- Task instructions -
All of the data beneath this instruction is to be transcribed word for word.

*** Opening of Available records ***

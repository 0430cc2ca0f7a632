//! The three state variants ([`single`], [`paginated`], [`mutation`]) and
//! the shape they share.

pub mod mutation;
pub mod paginated;
pub mod single;

use chrono::{DateTime, Utc};

/// A read-only snapshot of an [`OperationState`]'s common shape, the part
/// every paradigm shares: `current`/`initial` (shape varies
/// per paradigm, hence the type parameter), update counts and timestamps
/// for both value and error tracks, and `is_loading`.
#[derive(Debug, Clone)]
pub struct StateSnapshot<V, E> {
    /// The most recently produced value (or the paradigm's "empty" shape
    /// before anything has loaded).
    pub current: V,
    /// The value the state was constructed with, before any update.
    pub initial: V,
    /// How many times `current` has been updated.
    pub value_update_count: u64,
    /// When `current` was last updated, per `context.clock`.
    pub value_last_updated_at: Option<DateTime<Utc>>,
    /// The most recent failure, if the last run (or the run before a
    /// subsequent success cleared it) failed.
    pub error: Option<E>,
    /// How many times `error` has been set.
    pub error_update_count: u64,
    /// When `error` was last set.
    pub error_last_updated_at: Option<DateTime<Utc>>,
    /// `true` while at least one task is active.
    pub is_loading: bool,
}

/// The shape every `State` variant shares, independent of which paradigm
/// (single/paginated/mutation) produced it.
///
/// Paradigm-specific update/insertion rules (paginated page insertion,
/// bounded mutation history) live as inherent
/// methods on the concrete state types; this trait only exposes the
/// read-only common shape a `Store` and its subscribers observe
/// regardless of paradigm.
pub trait OperationState: Send + Sync {
    /// The paradigm-specific shape of `current`/`initial`.
    type Current: Clone + Send + Sync;
    /// The operation's failure type.
    type Failure: Clone + Send + Sync;

    /// A snapshot of the common shape.
    fn snapshot(&self) -> StateSnapshot<Self::Current, Self::Failure>;

    /// `true` while at least one task is active. Equivalent to
    /// `!active_tasks.is_empty()`.
    fn is_loading(&self) -> bool;

    /// Number of currently active tasks across every bucket this state
    /// variant tracks.
    fn active_task_count(&self) -> usize;
}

*** Close of Available records ***

- Solution for this problem -
repository 0430cc2ca0f7a632
//! The three state variants ([`single`], [`paginated`], [`mutation`]) and
//! the shape they share.

pub mod mutation;
pub mod paginated;
pub mod single;

use chrono::{DateTime, Utc};

/// A read-only snapshot of an [`OperationState`]'s common shape, the part
/// every paradigm shares: `current`/`initial` (shape varies
/// per paradigm, hence the type parameter), update counts and timestamps
/// for both value and error tracks, and `is_loading`.
#[derive(Debug, Clone)]
pub struct StateSnapshot<V, E> {
    /// The most recently produced value (or the paradigm's "empty" shape
    /// before anything has loaded).
    pub current: V,
    /// The value the state was constructed with, before any update.
    pub initial: V,
    /// How many times `current` has been updated.
    pub value_update_count: u64,
    /// When `current` was last updated, per `context.clock`.
    pub value_last_updated_at: Option<DateTime<Utc>>,
    /// The most recent failure, if the last run (or the run before a
    /// subsequent success cleared it) failed.
    pub error: Option<E>,
    /// How many times `error` has been set.
    pub error_update_count: u64,
    /// When `error` was last set.
    pub error_last_updated_at: Option<DateTime<Utc>>,
    /// `true` while at least one task is active.
    pub is_loading: bool,
}

/// The shape every `State` variant shares, independent of which paradigm
/// (single/paginated/mutation) produced it.
///
/// Paradigm-specific update/insertion rules (paginated page insertion,
/// bounded mutation history) live as inherent
/// methods on the concrete state types; this trait only exposes the
/// read-only common shape a `Store` and its subscribers observe
/// regardless of paradigm.
pub trait OperationState: Send + Sync {
    /// The paradigm-specific shape of `current`/`initial`.
    type Current: Clone + Send + Sync;
    /// The operation's failure type.
    type Failure: Clone + Send + Sync;

    /// A snapshot of the common shape.
    fn snapshot(&self) -> StateSnapshot<Self::Current, Self::Failure>;

    /// `true` while at least one task is active. Equivalent to
    /// `!active_tasks.is_empty()`.
    fn is_loading(&self) -> bool;

    /// Number of currently active tasks across every bucket this state
    /// variant tracks.
    fn active_task_count(&self) -> usize;
}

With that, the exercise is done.